作中でミニチュアの家具を使って雛人形で雛遊び(ひいなあそびとも言う)をしている描写があり、既にこの時代からミニチュア家具はあったと推測される。
なお、源氏物語の初出は1008年とマウスガードの時代よりも100年以上昔だ。
ちなみに、ヨーロッパのもので現存している最古のドールハウスは1600年台のものだが、もっと昔からドールハウスそのものは作られていたようだ。
なお、日本では源氏物語の時代のミニチュア家具などの実物は現在見つかっていない模様。
つまり、マウスガードの世界にこういったミニチュア家具が出ても何ら問題はないということだ。
まあ、作中で一切登場しないけどね。
感想
作品の感想だが(言う必要あるか?)、凄く面白い。
ストーリーもさることながら、イラストが実に素晴らしく、ファンタジーのような世界観でスラスラ楽しく読めるし、絵にも魅了されたよ。

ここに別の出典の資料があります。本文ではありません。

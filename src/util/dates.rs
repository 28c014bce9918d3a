use chrono::{Days, NaiveDate};

use crate::model::Task;

/// Relative label for a calendar day: `Today`, `Yesterday`, or `dd.mm.yyyy`.
pub fn date_label(date: NaiveDate, today: NaiveDate) -> String {
    if date == today {
        "Today".to_string()
    } else if today.checked_sub_days(Days::new(1)) == Some(date) {
        "Yesterday".to_string()
    } else {
        date.format("%d.%m.%Y").to_string()
    }
}

/// Label for a task's creation time in local time. Unparsable timestamps
/// are shown as stored.
pub fn format_date(task: &Task, today: NaiveDate) -> String {
    match task.created_local_date() {
        Some(date) => date_label(date, today),
        None => task.created_at.clone(),
    }
}
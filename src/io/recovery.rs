//! Append-only log of data that was dropped or deleted.
//!
//! One JSON object per line in `.recovery.jsonl` inside the data directory.
//! Lines that fail to parse are kept on prune and skipped on read.

use std::collections::BTreeMap;
use std::fmt;
use std::fs::{self, OpenOptions};
use std::io::{self, Write};
use std::path::{Path, PathBuf};

use chrono::{DateTime, Duration, Utc};
use serde::{Deserialize, Serialize};

use crate::io::store::atomic_write;
use crate::model::Task;

/// Size above which old entries are trimmed on the next append (1 MB).
const MAX_LOG_SIZE: u64 = 1_048_576;

/// Default number of days before entries are prunable.
pub const PRUNE_AGE_DAYS: i64 = 30;

#[derive(Debug, Clone, Copy, PartialEq, Eq, Serialize, Deserialize)]
#[serde(rename_all = "lowercase")]
pub enum RecoveryCategory {
    /// Stored task list could not be parsed and was replaced by an empty list
    Parser,
    /// A task was deleted by the user
    Delete,
}

impl fmt::Display for RecoveryCategory {
    fn fmt(&self, f: &mut fmt::Formatter<'_>) -> fmt::Result {
        f.write_str(match self {
            RecoveryCategory::Parser => "parser",
            RecoveryCategory::Delete => "delete",
        })
    }
}

#[derive(Debug, Clone, PartialEq, Serialize, Deserialize)]
pub struct RecoveryEntry {
    pub timestamp: DateTime<Utc>,
    pub category: RecoveryCategory,
    pub description: String,
    #[serde(default, skip_serializing_if = "BTreeMap::is_empty")]
    pub fields: BTreeMap<String, String>,
    /// The dropped content, verbatim
    #[serde(default)]
    pub body: String,
}

impl RecoveryEntry {
    pub fn new(category: RecoveryCategory, description: impl Into<String>) -> Self {
        RecoveryEntry {
            timestamp: Utc::now(),
            category,
            description: description.into(),
            fields: BTreeMap::new(),
            body: String::new(),
        }
    }

    pub fn field(mut self, key: &str, value: impl Into<String>) -> Self {
        self.fields.insert(key.to_string(), value.into());
        self
    }

    pub fn body(mut self, body: impl Into<String>) -> Self {
        self.body = body.into();
        self
    }
}

pub fn recovery_log_path(data_dir: &Path) -> PathBuf {
    data_dir.join(".recovery.jsonl")
}

/// Append an entry. Failures are reported on stderr, never returned.
pub fn log_recovery(data_dir: &Path, entry: RecoveryEntry) {
    if let Err(e) = append_entry(data_dir, &entry) {
        eprintln!("warning: could not write to recovery log: {}", e);
    }
}

fn append_entry(data_dir: &Path, entry: &RecoveryEntry) -> io::Result<()> {
    fs::create_dir_all(data_dir)?;
    let path = recovery_log_path(data_dir);

    if fs::metadata(&path).is_ok_and(|m| m.len() > MAX_LOG_SIZE) {
        let cutoff = Utc::now() - Duration::days(PRUNE_AGE_DAYS);
        let content = fs::read_to_string(&path)?;
        atomic_write(&path, retain_since(&content, cutoff).0.as_bytes())?;
    }

    let mut line = serde_json::to_string(entry)?;
    line.push('\n');
    let mut file = OpenOptions::new().create(true).append(true).open(&path)?;
    file.write_all(line.as_bytes())
}

/// Keep a deleted task's stored JSON so it can be pasted back.
pub fn log_task_deletion(data_dir: &Path, task: &Task) {
    let body = serde_json::to_string_pretty(task).unwrap_or_else(|_| task.text.clone());
    log_recovery(
        data_dir,
        RecoveryEntry::new(RecoveryCategory::Delete, format!("task {} deleted", task.id))
            .field("text", task.text.clone())
            .body(body),
    );
}

fn parse_line(line: &str) -> Option<RecoveryEntry> {
    serde_json::from_str(line).ok()
}

/// Entries newest first, at most `limit` of them.
pub fn read_recovery_entries(data_dir: &Path, limit: Option<usize>) -> Vec<RecoveryEntry> {
    let Ok(content) = fs::read_to_string(recovery_log_path(data_dir)) else {
        return Vec::new();
    };
    content
        .lines()
        .rev()
        .filter_map(parse_line)
        .take(limit.unwrap_or(usize::MAX))
        .collect()
}

/// Drop entries older than `cutoff`, returning the kept text and the
/// number of entries removed.
fn retain_since(content: &str, cutoff: DateTime<Utc>) -> (String, usize) {
    let mut kept = String::new();
    let mut removed = 0;
    for line in content.lines().filter(|l| !l.trim().is_empty()) {
        if parse_line(line).is_some_and(|e| e.timestamp < cutoff) {
            removed += 1;
        } else {
            kept.push_str(line);
            kept.push('\n');
        }
    }
    (kept, removed)
}

/// Remove every entry when `all`, otherwise entries older than `before`
/// (default [`PRUNE_AGE_DAYS`] ago). Returns the number removed.
pub fn prune_recovery(data_dir: &Path, before: Option<DateTime<Utc>>, all: bool) -> io::Result<usize> {
    let path = recovery_log_path(data_dir);
    let content = match fs::read_to_string(&path) {
        Ok(c) => c,
        Err(e) if e.kind() == io::ErrorKind::NotFound => return Ok(0),
        Err(e) => return Err(e),
    };

    let cutoff = if all {
        DateTime::<Utc>::MAX_UTC
    } else {
        before.unwrap_or_else(|| Utc::now() - Duration::days(PRUNE_AGE_DAYS))
    };
    let (kept, removed) = retain_since(&content, cutoff);
    if removed > 0 {
        atomic_write(&path, kept.as_bytes())?;
    }
    Ok(removed)
}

「そうそう、こう言うのが読みたかったんだよ」と思わせてくれる作品で、ファンタジーやネズミが好きならぜひとも買うことをおすすめする。
本当に面白かったぞ。
ただ、不満を言わせてもらうなら、案の定値段だ。
アメコミの例に漏れず、非常にお高い。
3000円だ。
しかもボリュームが若干少なく感じたので、凄く満足したがそれと同時にほんの少しだけ後悔の念も混ざっちゃったのがつらいところだ。
だが、繰り返して言うぞ。
作品そのものは大満足だ。
アメコミはヒーローがヴィランをぶん殴る作品だけではない。
こういったファンタジーな世界も楽しめるのだ。
ちなみにMARVELでもDCでもないのでキャプテン・アメリカやスーパーマンとの共闘は恐らく今後一切ない。
そもそも時代がもっと昔だし。
なお、翻訳版は少プロブックス様から発刊されている。
興味がある方はぜひご一読を。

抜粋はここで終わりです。